O porto de Mariupol, no sul, tornou-se um ponto focal do ataque da Rússia e está em grande parte em ruínas, mas os ataques também se intensificaram na segunda cidade ucraniana, Kharkiv, nesta segunda-feira.
Sem citar evidências, Biden disse que são falsas as acusações da Rússia de que Kiev tinha armas biológicas e químicas e que isto demonstra que o presidente Vladimir Putin está pensando em usá-las.
A Rússia diz que não ataca civis, embora a devastação causada em cidades ucranianas como Mariupol e Kharkiv seja uma reminiscência de ataques russos anteriores a cidades na Chechênia e na Síria.
Putin diz que a guerra na Ucrânia é uma operação militar especial para desarmar a Ucrânia e protegê-la dos nazistas. O Ocidente chama isso de falso pretexto para uma guerra de agressão.
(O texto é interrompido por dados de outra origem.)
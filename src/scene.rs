//! Owner of everything in the scene for one variation.

use crate::camera::CameraRig;
use crate::enclosure::Enclosure;
use crate::lighting::LightSet;
use crate::physics::{ImpulseWorld, PhysicsError, PhysicsWorld};
use crate::pose::Rested;

/// The physics world and every entity placed in it. Only the enclosure may outlive a
/// [`SceneState::reset`].
#[derive(Debug)]
pub struct SceneState<W: PhysicsWorld = ImpulseWorld> {
    pub world: W,
    enclosure: Option<Enclosure>,
    pub object: Option<Rested>,
    pub rig: CameraRig,
    pub lights: LightSet,
    /// Uniform background irradiance.
    pub world_ambient: f64,
}

impl<W: PhysicsWorld> SceneState<W> {
    pub fn new(world: W) -> Self {
        SceneState {
            world,
            enclosure: None,
            object: None,
            rig: CameraRig::default(),
            lights: LightSet::default(),
            world_ambient: 0.0,
        }
    }

    /// Release the object, cameras and lights. The enclosure is kept only if `keep_enclosure` is
    /// set.
    pub fn reset(&mut self, keep_enclosure: bool) {
        self.object = None;
        self.rig = CameraRig::default();
        self.lights = LightSet::default();
        if !keep_enclosure {
            if let Some(mut enclosure) = self.enclosure.take() {
                enclosure.detach(&mut self.world);
            }
        }
    }

    /// Install `enclosure` and register its collider, replacing any previous one.
    pub fn set_enclosure(&mut self, mut enclosure: Enclosure) -> Result<(), PhysicsError> {
        if let Some(mut old) = self.enclosure.take() {
            old.detach(&mut self.world);
        }
        enclosure.attach(&mut self.world)?;
        self.enclosure = Some(enclosure);
        Ok(())
    }

    pub fn enclosure(&self) -> Option<&Enclosure> {
        self.enclosure.as_ref()
    }

    pub fn has_enclosure(&self) -> bool {
        self.enclosure.is_some()
    }
}

#[test]
fn test_reset_keeps_enclosure() {
    use crate::config::Config;
    use crate::physics::WorldSettings;
    use crate::seed::DeterministicRng;

    let config = Config::default();
    let mut scene = SceneState::new(ImpulseWorld::new(WorldSettings::from_config(&config.physics)));
    let mut rng = DeterministicRng::new(1);
    scene
        .set_enclosure(Enclosure::build(&config.enclosure, &mut rng))
        .unwrap();
    scene.lights = LightSet::generate(&config.lighting, 0.7, &mut rng);
    scene.rig = CameraRig::generate(&config.camera, 0.7, &mut rng);

    scene.reset(true);
    assert!(scene.has_enclosure());
    assert!(scene.lights.is_empty() && scene.rig.is_empty());
    assert_eq!(scene.world.num_bodies(), 1);

    scene.reset(false);
    assert!(!scene.has_enclosure());
    assert_eq!(scene.world.num_bodies(), 0);
}

#[test]
fn test_replacing_enclosure_detaches_old_collider() {
    use crate::config::Config;
    use crate::physics::WorldSettings;
    use crate::seed::DeterministicRng;

    let config = Config::default();
    let mut scene = SceneState::new(ImpulseWorld::new(WorldSettings::from_config(&config.physics)));
    for seed in 0..3 {
        let mut rng = DeterministicRng::new(seed);
        scene
            .set_enclosure(Enclosure::build(&config.enclosure, &mut rng))
            .unwrap();
    }
    assert_eq!(scene.world.num_bodies(), 1);
}
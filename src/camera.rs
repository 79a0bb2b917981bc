//! Randomized multi-view camera rigs.

use cgmath::prelude::*;
use cgmath::{Matrix3, Point3, Vector3};

use crate::config::CameraConfig;
use crate::seed::DeterministicRng;

/// Pinhole camera. Looks down its local -Z axis with +Y up.
#[derive(Debug, Clone, PartialEq)]
pub struct Camera {
    pub name: String,
    pub position: Point3<f64>,
    pub target: Point3<f64>,
    /// Camera to world rotation. Columns are the camera X, Y and Z axes in world coordinates.
    pub rotation: Matrix3<f64>,
    /// Focal length in millimeters.
    pub focal_mm: f64,
    pub sensor_width: f64,
    pub sensor_height: f64,
}

/// Rotation whose -Z axis points from `position` to `target`, with +Y as close to world +Z as
/// possible.
pub fn look_at(position: Point3<f64>, target: Point3<f64>) -> Matrix3<f64> {
    let back = position - target;
    let z = if back.magnitude2() > 0.0 {
        back.normalize()
    } else {
        Vector3::unit_z()
    };
    let mut x = Vector3::unit_z().cross(z);
    if x.magnitude2() < 1e-12 {
        // looking straight up or down
        x = Vector3::unit_y().cross(z);
    }
    let x = x.normalize();
    let y = z.cross(x);
    Matrix3::from_cols(x, y, z)
}

impl Camera {
    /// Direction the camera looks in.
    pub fn forward(&self) -> Vector3<f64> {
        -self.rotation.z
    }

    /// World point in camera coordinates.
    pub fn to_camera(&self, p: Point3<f64>) -> Vector3<f64> {
        self.rotation.transpose() * (p - self.position)
    }

    /// Pixels per millimeter on the sensor. The sensor width is fit to the larger image side.
    pub fn pixels_per_mm(&self, width: u32, height: u32) -> f64 {
        width.max(height) as f64 / self.sensor_width
    }

    /// Project a point in camera coordinates to pixel coordinates. Returns `None` for points
    /// behind the camera.
    pub fn project_camera(&self, v: Vector3<f64>, width: u32, height: u32) -> Option<(f64, f64)> {
        if v.z >= 0.0 {
            return None;
        }
        let scale = self.pixels_per_mm(width, height) * self.focal_mm / -v.z;
        Some((
            width as f64 / 2.0 + v.x * scale,
            height as f64 / 2.0 - v.y * scale,
        ))
    }

    pub fn project(&self, p: Point3<f64>, width: u32, height: u32) -> Option<(f64, f64)> {
        self.project_camera(self.to_camera(p), width, height)
    }
}

/// Named cameras, in the configured view order.
#[derive(Debug, Clone, Default)]
pub struct CameraRig {
    pub cameras: Vec<Camera>,
}

impl CameraRig {
    /// Place one camera per configured view in an enclosure of side `size`.
    ///
    /// For every camera the focal length, then three position jitters, then three look-at
    /// offsets are drawn from `rng`.
    pub fn generate(config: &CameraConfig, size: f64, rng: &mut DeterministicRng) -> Self {
        let half = size / 2.0;
        let look_at_base = Point3::from(config.look_at) * size;
        let cameras = config
            .views
            .iter()
            .map(|view| {
                let focal_mm = rng.uniform(config.focal_range);
                let base = Vector3::from(view.direction) * (half * config.distance_factor);
                let jitter = Vector3::new(
                    rng.uniform(config.position_jitter),
                    rng.uniform(config.position_jitter),
                    rng.uniform(config.position_jitter),
                );
                let offset = Vector3::new(
                    rng.uniform(config.look_at_offset),
                    rng.uniform(config.look_at_offset),
                    rng.uniform(config.look_at_offset),
                );
                let p = base + jitter;
                let position = Point3::new(
                    p.x.max(-half).min(half),
                    p.y.max(-half).min(half),
                    p.z.max(-half).min(half),
                );
                let target = look_at_base + offset;
                log::debug!(
                    "camera {} at ({:.3}, {:.3}, {:.3}) focal {:.2} mm",
                    view.name,
                    position.x,
                    position.y,
                    position.z,
                    focal_mm
                );
                Camera {
                    name: view.name.clone(),
                    position,
                    target,
                    rotation: look_at(position, target),
                    focal_mm,
                    sensor_width: config.sensor_width,
                    sensor_height: config.sensor_height,
                }
            })
            .collect();
        CameraRig { cameras }
    }

    pub fn get(&self, name: &str) -> Option<&Camera> {
        self.cameras.iter().find(|c| c.name == name)
    }

    pub fn iter(&self) -> impl Iterator<Item = &Camera> {
        self.cameras.iter()
    }

    pub fn len(&self) -> usize {
        self.cameras.len()
    }

    pub fn is_empty(&self) -> bool {
        self.cameras.is_empty()
    }
}

#[test]
fn test_cameras_inside_enclosure() {
    let mut config = CameraConfig::default();
    config.position_jitter = (-0.3, 0.3);
    config.distance_factor = 1.2;
    for seed in 0..20 {
        let mut rng = DeterministicRng::new(seed);
        let rig = CameraRig::generate(&config, 0.7, &mut rng);
        assert_eq!(rig.len(), 5);
        for camera in rig.iter() {
            let p = camera.position;
            assert!(p.x.abs() <= 0.35 && p.y.abs() <= 0.35 && p.z.abs() <= 0.35);
            assert!(camera.focal_mm >= 4.0 && camera.focal_mm < 10.0);
        }
    }
}

#[test]
fn test_cameras_look_at_target() {
    let mut rng = DeterministicRng::new(11);
    let rig = CameraRig::generate(&CameraConfig::default(), 0.7, &mut rng);
    for camera in rig.iter() {
        let to_target = (camera.target - camera.position).normalize();
        assert!(camera.forward().dot(to_target) > 1.0 - 1e-9);
        let (x, y) = camera.project(camera.target, 512, 512).unwrap();
        assert!((x - 256.0).abs() < 1e-6 && (y - 256.0).abs() < 1e-6);
        // offsets are small enough that the target stays near the default look-at point
        assert!((camera.target.z - -0.7 / 3.0).abs() <= 0.05);
    }
    let front = rig.get("front_left").unwrap();
    assert!(front.rotation.y.z > 0.0);
    assert!(rig.get("top").is_some());
}

#[test]
fn test_look_at_straight_down() {
    let rotation = look_at(Point3::new(0.0, 0.0, 1.0), Point3::origin());
    assert!((rotation.z - Vector3::unit_z()).magnitude() < 1e-12);
    assert!(rotation.x.magnitude() > 0.999);
    assert!(rotation.determinant() > 0.0);
}

#[test]
fn test_rig_reproducible() {
    let config = CameraConfig::default();
    let a = CameraRig::generate(&config, 0.7, &mut DeterministicRng::new(4));
    let b = CameraRig::generate(&config, 0.7, &mut DeterministicRng::new(4));
    assert_eq!(a.cameras, b.cameras);
}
Biden viaja para a Europa esta semana para reuniões com líderes aliados para discutir sanções mais rígidas à Rússia, além das penalidades financeiras sem precedentes. Antes da viagem, ele discutiu as táticas "brutais" da Rússia em uma ligação com líderes europeus na segunda-feira, disse a Casa Branca.
O cerco e o bombardeio da Rússia ao porto de Mariupol, que o chefe de política externa da União Europeia, Josep Borrell, chamou de "um enorme crime de guerra", está aumentando a pressão por uma ação dos EUA e aliados da Otan.
A Ucrânia rejeitou nesta segunda-feira uma exigência russa de parar de defender a sitiada Mariupol.
Uma parte de Mariupol está controlada pelas forças russas. Cerca de 8.000 pessoas foram evacuadas com segurança na segunda-feira através de sete corredores humanitários de vilas e cidades sob fogo, incluindo cerca de 3.000 de Mariupol, disse o vice-primeiro-ministro da Ucrânia.